There are calculators around the web that are supposed to help you decide whether to rent or buy. There's only one problem - they probably won't help much.
Before our nation’s housing crisis began in 2007, the rent-vs.-buy question wasn’t really a question at all. Because the answer was: If you can afford it and you’re going to stay put long enough to recoup the transaction costs, you buy. Simple.
That’s because, for the generations leading up to the Great Recession, buying was always superior to renting for two reasons – one societal and one financial.
As a society, the belief was virtually universal that owning a home was simply what normal, stable adults do. Home ownership has traditionally been known as the “American Dream,” and anyone not in pursuit of it was assumed to be either transient or not able to measure up financially.
Owning a home was also the right idea money-wise, because there had never been a time in modern memory when home values, at least nationally, didn’t escalate over time. In addition, Uncle Sam provides investment incentives in form income tax deductions.
What a difference one recession/housing crisis can make.
Watch the following video addressing some of today’s issues regarding home ownership, and we’ll continue the conversation on the other side.
As you saw in the above video, today whether to rent or own your home has once again become a question, for one basic reason. Owning a home typically costs more than renting one. And if you’re not going to be paid back with appreciation, it may not be worth it.
Are calculators worth using?
There are plenty of online calculators you can use to try to help determine whether you should rent or own. For example, here’s one from mortgage guarantor Ginnie Mae. And here’s a really souped-up version from The New York Times.
But I wouldn’t waste too much time on these type of calculators. Why? Because the answer you’ll get will totally depend on the information you provide – information that you can’t possibly know. For example, among other variables, most calculators will ask you how much the house you propose to buy will appreciate annually, as well as how much equivalent rent will increase over time.
If you know the answers to these questions, you don’t need a calculator. You need to get a job on CNBC.
How should you decide?
As I mentioned above, the rent-vs.-own “question” only became a question again because property appreciation became a question. If housing was still appreciating, it wouldn’t be much of a question at all.
But consider this: If not buying a house for fear of falling prices makes sense, then it also makes sense never to buy stocks, since they also periodically decline. That’s not good logic for either stocks or houses. What falling prices of any kind teach us isn’t that it’s dumb to buy – it’s that it’s dumb to speculate. Over-leveraging yourself by gambling on short-term price swings or otherwise biting off more than you can chew has always been a bad idea.

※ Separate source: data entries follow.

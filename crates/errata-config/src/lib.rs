//! Settings for the `ej` command-line tool.
//!
//! This crate locates the settings file ([`discovery`]) and loads it, layered
//! with defaults and `EJ_*` environment variables ([`config`]).

pub mod config;
pub mod discovery;

pub use config::{ConfigError, Settings, load_settings};
pub use discovery::find_settings_file;
fn apply_filter(input: Operand, name: &str, args: &[Expr], ns: &Namespace) -> Result<Operand> {
    if name == "default" {
        return match input {
            Operand::Defined(v) if !v.is_null() => Ok(Operand::Defined(v)),
            _ => match args.first() {
                Some(fallback) => fallback.operand(ns),
                None => Ok(Operand::Defined(Value::String(String::new()))),
            },
        };
    }
    let value = input.require()?;
    let out = match name {
        "lower" => Value::String(to_display(&value).to_lowercase()),
        "upper" => Value::String(to_display(&value).to_uppercase()),
        "trim" => Value::String(to_display(&value).trim().to_string()),
        "string" => Value::String(to_display(&value)),
        "length" => {
            let n = match value {
                Value::String(ref s) => s.chars().count(),
                Value::Array(ref a) => a.len(),
                Value::Object(ref o) => o.len(),
                ref other => {
                    return Err(ExprErrorKind::Type(format!(
                        "length of {} is undefined",
                        type_name(other)
                    )));
                }
            };
            Value::from(n)
        }
        "join" => {
            let sep = match args.first() {
                Some(e) => to_display(&e.eval(ns)?),
                None => String::new(),
            };
            match value {
                Value::Array(ref items) => Value::String(
                    items.iter().map(to_display).collect::<Vec<_>>().join(&sep),
                ),
                other => Value::String(to_display(&other)),
            }
        }
        other => return Err(ExprErrorKind::UnknownFilter(other.to_string())),
    };
    Ok(Operand::Defined(out))
}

I’ve been buying both houses and stocks for more than 30 years. Here’s my advice: Use the same rules that have always applied to owning a house…

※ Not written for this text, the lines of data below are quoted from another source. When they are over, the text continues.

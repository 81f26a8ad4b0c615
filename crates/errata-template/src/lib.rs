//! Issue-template engine for errata-jira.
//!
//! An issue config is a YAML (or JSON/TOML) document describing the Jira
//! issues to file when an erratum is tested. This crate loads those documents
//! ([`parser`]), checks their structure ([`validate`]), renders the small
//! expression language embedded in them ([`expr`], [`render`]), expands
//! templates into concrete issues ([`engine`]) and plans what to do with
//! issues from earlier respins ([`reconcile`]).

pub mod engine;
pub mod error;
pub mod expr;
pub mod parser;
pub mod reconcile;
pub mod render;
pub mod types;
pub mod validate;

pub use engine::{condition_with, expand, render_with};
pub use error::{ExpandError, ExpressionError, ExprErrorKind, ReconcileError};
pub use parser::{find_spec, load_spec};
pub use reconcile::{ExistingIssue, IssueAction, Progress, ReconcileOptions, auto_transition_target, plan};
pub use types::{AssigneeOverride, Environment, ExpandContext, ResolvedIssue, WorkflowSpec};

1. Buy only if you’re confident you’ll be staying put for at least four years. That’s because buying a house has very high transaction costs, and because the longer you own it, the more likely you are to make money.
2. Hope for appreciation, but don’t count on it. You’ll gain equity in your house by paying off the mortgage. If past is prologue – and that’s usually a good bet – you’ll gain additional equity via appreciation over time. But the beauty of a house is that it’s an asset that you live in. Making a home into something that reflects you isn’t something you can take to the bank, but it is rewarding.
3. Don’t get in over your head. The average house in 1950 was less than 1,000 square feet. Today it’s more than twice that. Whatever you buy, you’re going to have furnish, heat, cool, and maintain. As I said in the video above, owning a house can cost 35 percent more than renting one, and owning takes more of your free time.
4. Wait until you’re ready. If you have bad credit and as a result are forced to take on a high-interest mortgage, it will likely cost you tens of thousands of dollars over the life or your loan. Also, the more money you put down, the less you borrow and the less risk you take. So don’t just be ready emotionally, be ready financially. Build your credit and your savings before you build your house.
Forget the calculators: Consider the factors above. If you don’t feel that you’re ready to own, there’s certainly no shame in renting. But if you do feel like you’re ready, I’d encourage you to go for it.
I live in one of the biggest former bubble markets – South Florida. When many of my friends were betting the farm and flipping houses five years ago, I was sitting on my hands. Now that prices are down 40 percent, they’re wiped out – I’m looking to move up.